The Morse Code
(R.J. Gators is a marvelous place to while away the afternoon).
Now, if you think I am going to go all hipster authentic on you and start bashing The Villages, you would be wrong. Of course it is all fake. The artistically cool shipwreck in back of B.J. Gator’s bar? Sunk there on purpose, naturally.
The Stepford Town? OK, so what? There is something about having a breakfast sandwich at the Johnny Rocket’s faux fifties restaurant on the town square, served up by Ashley, whose blonde hair is pinned up and wears black framed glasses and bright red lipstick, and looking at the jukebox where you could, if you wished, play “I Got You Babe” six times in a row for a quarter.
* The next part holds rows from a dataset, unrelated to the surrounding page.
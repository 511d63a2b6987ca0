//! Loading workflow documents from disk.
//!
//! Two kinds of document are supported, each as JSON or YAML (picked by file
//! extension):
//! - module configurations (`{canvas_name, modules}`), the graph builder's input
//! - built workflow definitions, as produced by `freshflow plan`

use std::path::{Path, PathBuf};

use freshflow_core::workflow::builder::parse_workflow_config;
use freshflow_core::workflow::definition::{WorkflowError, parse_workflow_json, parse_workflow_yaml};
use freshflow_types::module::WorkflowConfig;
use freshflow_types::workflow::WorkflowDefinition;
use serde_json::Value;
use thiserror::Error;

#[derive(Debug, Error)]
pub enum ModuleFileError {
    #[error("failed to read {}: {source}", .path.display())]
    Io {
        path: PathBuf,
        source: std::io::Error,
    },

    #[error("unsupported file extension for {} (expected .json, .yaml or .yml)", .0.display())]
    UnsupportedFormat(PathBuf),

    #[error("failed to parse {}: {message}", .path.display())]
    Parse { path: PathBuf, message: String },

    #[error(transparent)]
    Workflow(#[from] WorkflowError),
}

/// Serialization format of a workflow document.
#[derive(Debug, Clone, Copy, PartialEq, Eq)]
pub enum FileFormat {
    Json,
    Yaml,
}

impl FileFormat {
    /// Infer the format from a path's extension (case-insensitive).
    pub fn from_path(path: &Path) -> Option<Self> {
        let ext = path.extension()?.to_str()?.to_ascii_lowercase();
        match ext.as_str() {
            "json" => Some(Self::Json),
            "yaml" | "yml" => Some(Self::Yaml),
            _ => None,
        }
    }
}

/// Parse a module configuration document held in memory.
pub fn parse_config_str(content: &str, format: FileFormat) -> Result<WorkflowConfig, WorkflowError> {
    let value: Value = match format {
        FileFormat::Json => serde_json::from_str(content).map_err(|e| WorkflowError::Parse(e.to_string()))?,
        FileFormat::Yaml => serde_yaml_ng::from_str(content).map_err(|e| WorkflowError::Parse(e.to_string()))?,
    };
    parse_workflow_config(value)
}

/// Read and parse a module configuration file.
pub async fn load_workflow_config(path: &Path) -> Result<WorkflowConfig, ModuleFileError> {
    let (content, format) = read(path).await?;
    let config = parse_config_str(&content, format).map_err(|e| match e {
        WorkflowError::Parse(message) => ModuleFileError::Parse {
            path: path.to_path_buf(),
            message,
        },
        other => ModuleFileError::Workflow(other),
    })?;
    tracing::debug!(path = %path.display(), modules = config.modules.len(), "loaded module config");
    Ok(config)
}

/// Read, parse, and validate a workflow definition file.
pub async fn load_workflow_definition(path: &Path) -> Result<WorkflowDefinition, ModuleFileError> {
    let (content, format) = read(path).await?;
    let definition = match format {
        FileFormat::Json => parse_workflow_json(&content)?,
        FileFormat::Yaml => parse_workflow_yaml(&content)?,
    };
    tracing::debug!(path = %path.display(), tasks = definition.tasks.len(), "loaded workflow definition");
    Ok(definition)
}

async fn read(path: &Path) -> Result<(String, FileFormat), ModuleFileError> {
    let format = FileFormat::from_path(path).ok_or_else(|| ModuleFileError::UnsupportedFormat(path.to_path_buf()))?;
    let content = tokio::fs::read_to_string(path)
        .await
        .map_err(|source| ModuleFileError::Io {
            path: path.to_path_buf(),
            source,
        })?;
    Ok((content, format))
}

#[cfg(test)]
mod tests {
    use super::*;
    use freshflow_core::workflow::builder::GraphBuilder;
    use freshflow_core::workflow::definition::serialize_workflow_yaml;
    use tempfile::TempDir;

    const SCENARIO_YAML: &str = r#"
canvas_name: demo
modules:
  a:
    identifier: input
    user_config:
      query: hi
  b:
    identifier: llm
    user_config:
      input_query:
        module_id: a
        output_key: query
"#;

    #[test]
    fn test_format_from_extension() {
        assert_eq!(FileFormat::from_path(Path::new("x.json")), Some(FileFormat::Json));
        assert_eq!(FileFormat::from_path(Path::new("x.YML")), Some(FileFormat::Yaml));
        assert_eq!(FileFormat::from_path(Path::new("x.yaml")), Some(FileFormat::Yaml));
        assert_eq!(FileFormat::from_path(Path::new("x.toml")), None);
        assert_eq!(FileFormat::from_path(Path::new("x")), None);
    }

    #[test]
    fn test_yaml_and_json_configs_agree() {
        let from_yaml = parse_config_str(SCENARIO_YAML, FileFormat::Yaml).unwrap();
        let json = r#"{"canvas_name": "demo", "modules": {
            "a": {"identifier": "input", "user_config": {"query": "hi"}},
            "b": {"identifier": "llm", "user_config": {"input_query": {"module_id": "a", "output_key": "query"}}}
        }}"#;
        let from_json = parse_config_str(json, FileFormat::Json).unwrap();

        assert_eq!(from_yaml.workflow_name, "demo");
        assert_eq!(from_yaml.modules, from_json.modules);
        assert_eq!(from_yaml.modules.keys().collect::<Vec<_>>(), ["a", "b"]);
    }

    #[tokio::test]
    async fn test_load_config_file() {
        let tmp = TempDir::new().unwrap();
        let path = tmp.path().join("workflow.yaml");
        tokio::fs::write(&path, SCENARIO_YAML).await.unwrap();

        let config = load_workflow_config(&path).await.unwrap();
        let graph = GraphBuilder::new(config).build().unwrap();
        assert_eq!(graph.order(), ["a", "b"]);
    }

    #[tokio::test]
    async fn test_load_config_errors() {
        let tmp = TempDir::new().unwrap();

        let missing = tmp.path().join("missing.json");
        assert!(matches!(
            load_workflow_config(&missing).await.unwrap_err(),
            ModuleFileError::Io { .. }
        ));

        let txt = tmp.path().join("workflow.txt");
        tokio::fs::write(&txt, "{}").await.unwrap();
        assert!(matches!(
            load_workflow_config(&txt).await.unwrap_err(),
            ModuleFileError::UnsupportedFormat(_)
        ));

        let broken = tmp.path().join("broken.json");
        tokio::fs::write(&broken, "{not json").await.unwrap();
        let err = load_workflow_config(&broken).await.unwrap_err();
        assert!(matches!(err, ModuleFileError::Parse { .. }));
        assert!(err.to_string().contains("broken.json"));

        let no_identifier = tmp.path().join("bad.json");
        tokio::fs::write(&no_identifier, r#"{"modules": {"a": {"user_config": {}}}}"#)
            .await
            .unwrap();
        assert!(matches!(
            load_workflow_config(&no_identifier).await.unwrap_err(),
            ModuleFileError::Workflow(WorkflowError::ConfigValidation(_))
        ));
    }

    #[tokio::test]
    async fn test_load_definition_file() {
        let config = parse_config_str(SCENARIO_YAML, FileFormat::Yaml).unwrap();
        let definition = GraphBuilder::new(config).create_workflow_definition().unwrap();

        let tmp = TempDir::new().unwrap();
        let path = tmp.path().join("plan.yml");
        tokio::fs::write(&path, serialize_workflow_yaml(&definition).unwrap())
            .await
            .unwrap();

        let loaded = load_workflow_definition(&path).await.unwrap();
        assert_eq!(loaded.name, "demo");
        assert_eq!(loaded.task_refs(), ["a", "b"]);
    }
}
(You want a cool cart? They got ’em in spades. Watch out for whizzing seniors. But why all the round abouts for people who may be having the onset of dementia. Or is that just me?)
The Villages is the largest gated over-55 community in the world. It holds more than 100,000, and everyone gets around via golf cart. They have a parade once a year and the convoy numbers thousands of them. It all makes perfect sense, once you get re-calibrated. It is Disneyworld for the aging Boomers.
Some call the place “TV,” and I think it is.
(Kerrie working her magic at the two-for-one Happy Hour prices that start a little before lunch. This is living).
My Brother flew into Orlando yesterday and made his way down from the real world to this controlled colony. I had spent more time than I probably needed at B.J. Gator’s, a perfectly fine restaurant with an outdoor bar and a cheery hard-edged blonde named Kerri tending the bar. It was a hoot. I can see why the place has the capability to creep you out, but I decided to embrace it.
All these folks could be shut up in their houses up north, suffering through the endless winter, and instead they are out and about and having fun. I support the hell out of the concept. As far as I can tell, pretty much anything goes, so long as you don’t hurt anyone, and it has absolutely everything you want to do, 16 hours a day. But then everything shuts down at 10 p.m.
We ran into that last night, and the people who manage the Waterfront Hotel got quite cross with us, since the party crowd included some high-energy young ladies who were ready to rock and roll in a town where the rocks were silent and the rugs rolled up.
Spike and I went out and cruised around first thing in the crisp sunny morning air. The developer has marked some of the entirely new buildings with quaint historical information about things that might have been here are one time. In fact, the modern incarnation of the villages started off with a classic Florida tale, as American as Flagler’s train to Key West.
A Michigan guy Harold Schwartz began selling land tracts via mail order in the 1960s. They turned to developing mobile home parks, but the Feds shut them down with a law prohibiting land sales via first class mail. Stuck with a lot of land, Schwartz bought out his partner and brought in his son, H. Gary Morse. Gary had a new vision, one that would provide everything a mature couple could want, all in one place, every amenity you could think of.
Morse cracked the code on what would appeal to active seniors when he decided to put in a golf course and let the residents play for free. The rest is history.
The history is mostly fake, made up over Scotch at the Morse offices, but that is fine with me.
By 1986, Morse was selling 500 homes a year and adding more golf courses, pools, clubhouses, recreation centers, theaters and a hospital. It is all closed-circuit: The Morse machine sells the houses, owns the mortgage company, owns all the commercial buildings, including the bank, the utilities and the media outlets, which are relentlessly Republican.
And you know what? Who the hell cares? The only way out of here is feet first, and the place is a ball whether it is a company town or not. It is adult fun, and no one under 19 can live here without a waiver. Very cool.
Maybe that is why the IRS is in the process of gong after the Morse machine, which relied on something called the “community development district” (CDD) that levies fees on the residents for infrastructure maintenance and public works as a tax-exempt enterprise. The Feds want to stick it to Morse, like they do with anyone who comes to their attention.
So far, Morse has been able to keep them at bay, and regardless of what happens, The Villages is here to stay, with their own culture and community.
Disneyland for grownups. I love the place. Happy Hour here starts at eleven AM. Dynamite.
(It is a real wreck, even if it is only decorative).